Набоков - безусловное явление, причем явление сразу двух литератур: русской и англоязычной, создатель особенного художественного мира, новатор-стилист
Короткий адрес: https://sciup.org/140268000
IDR: 140268000
Текст научной статьи Влияние эмиграции на творческий путь писателя на примере В. Набокова
Влияние эмиграции на творческий путь писателя на примере В. Набокова.
Историю зарубежной русской литературы, равно и как историю самой эмиграции как массового явления, принято начинать с 1920 г. по окончании гражданской войны, когда рядом последовательных эвакуационных волн множество русских было выброшено за пределы родины. Литература русского Зарубежья выдвинула немало писателей, которые сформировались в этих условиях.
С 1921 г. организовалось несколько центров русского места жительства в Европе с собственной культурной жизнью: газетами, журналами, книгоиздательствами, школами, даже университетами и научными институтами.
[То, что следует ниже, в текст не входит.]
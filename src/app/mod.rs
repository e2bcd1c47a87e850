//! Application core — pure domain logic, zero I/O.
//!
//! The monitor's orchestration lives in [`service`]; everything it touches
//! on the outside goes through the port traits in [`ports`], which keeps
//! this layer testable without real peripherals.

pub mod events;
pub mod ports;
pub mod service;
//! SSD1306 OLED display driver.
//!
//! [`draw_frame`] paints a composed [`Frame`] onto any monochrome
//! `embedded-graphics` target; [`OledDisplay`] wraps the buffered SSD1306
//! driver and flushes after each redraw.

use embedded_graphics::pixelcolor::BinaryColor;
use embedded_graphics::prelude::*;
use embedded_graphics::primitives::{PrimitiveStyle, Rectangle};
use log::{info, warn};
use ssd1306::mode::BufferedGraphicsMode;
use ssd1306::prelude::*;
use ssd1306::{I2CDisplayInterface, Ssd1306};

use crate::display::Frame;
use crate::error::PeripheralError;

/// Clear `target` and draw the border rings and the marker.
pub fn draw_frame<T>(target: &mut T, frame: &Frame) -> Result<(), T::Error>
where
    T: DrawTarget<Color = BinaryColor>,
{
    target.clear(BinaryColor::Off)?;

    let stroke = PrimitiveStyle::with_stroke(BinaryColor::On, 1);
    for (x, y, w, h) in frame.border_rects() {
        Rectangle::new(Point::new(x, y), Size::new(w as u32, h as u32))
            .into_styled(stroke)
            .draw(target)?;
    }

    let side = u32::from(frame.marker_size);
    Rectangle::new(Point::new(frame.marker_x, frame.marker_y), Size::new(side, side))
        .into_styled(PrimitiveStyle::with_fill(BinaryColor::On))
        .draw(target)
}

type Buffered<I2C> =
    Ssd1306<I2CInterface<I2C>, DisplaySize128x64, BufferedGraphicsMode<DisplaySize128x64>>;

pub struct OledDisplay<I2C> {
    inner: Buffered<I2C>,
    last: Option<Frame>,
}

impl<I2C> OledDisplay<I2C>
where
    I2C: embedded_hal::i2c::I2c,
{
    /// Initialise the panel and blank it.
    pub fn new(i2c: I2C) -> Result<Self, PeripheralError> {
        let interface = I2CDisplayInterface::new(i2c);
        let mut inner = Ssd1306::new(interface, DisplaySize128x64, DisplayRotation::Rotate0)
            .into_buffered_graphics_mode();
        inner.init().map_err(|_| PeripheralError::DisplayWriteFailed)?;
        inner.clear_buffer();
        inner.flush().map_err(|_| PeripheralError::DisplayWriteFailed)?;
        info!("display: SSD1306 128x64 ready");
        Ok(Self { inner, last: None })
    }

    /// Redraw and flush. An unchanged frame skips the I2C transfer.
    pub fn show(&mut self, frame: &Frame) -> Result<(), PeripheralError> {
        if self.last.as_ref() == Some(frame) {
            return Ok(());
        }
        self.last = None;
        if draw_frame(&mut self.inner, frame).is_err() || self.inner.flush().is_err() {
            warn!("display: frame transfer failed");
            return Err(PeripheralError::DisplayWriteFailed);
        }
        self.last = Some(*frame);
        Ok(())
    }
}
Центрами были Париж, Берлин, Прага, Белград, София. Позже политическим центром эмигрантов из России, их неофициальной столицей станет Париж. Как описывают современники эмигрантов: "Внутри столицы Франции образовался русский городок. Его жители могли почти не соприкасаться с французами. По воскресеньям и праздникам они ходили в русские церкви, по утрам читали русские газеты, покупали провизию в русских лавочках и там узнавали интересовавшие их новости; закусывали они в русских ресторанах и дешевых столовых, посылали детей в русские школы; по вечерам они могли ходить на русские концерты, слушать лекции и доклады и участвовать в собраниях всевозможных обществ и объединений... В эти годы в Париже было более трехсот организаций. Все эти общества устраивали заседания, обеды, "чашки чая", служили молебны и панихиды..." [1]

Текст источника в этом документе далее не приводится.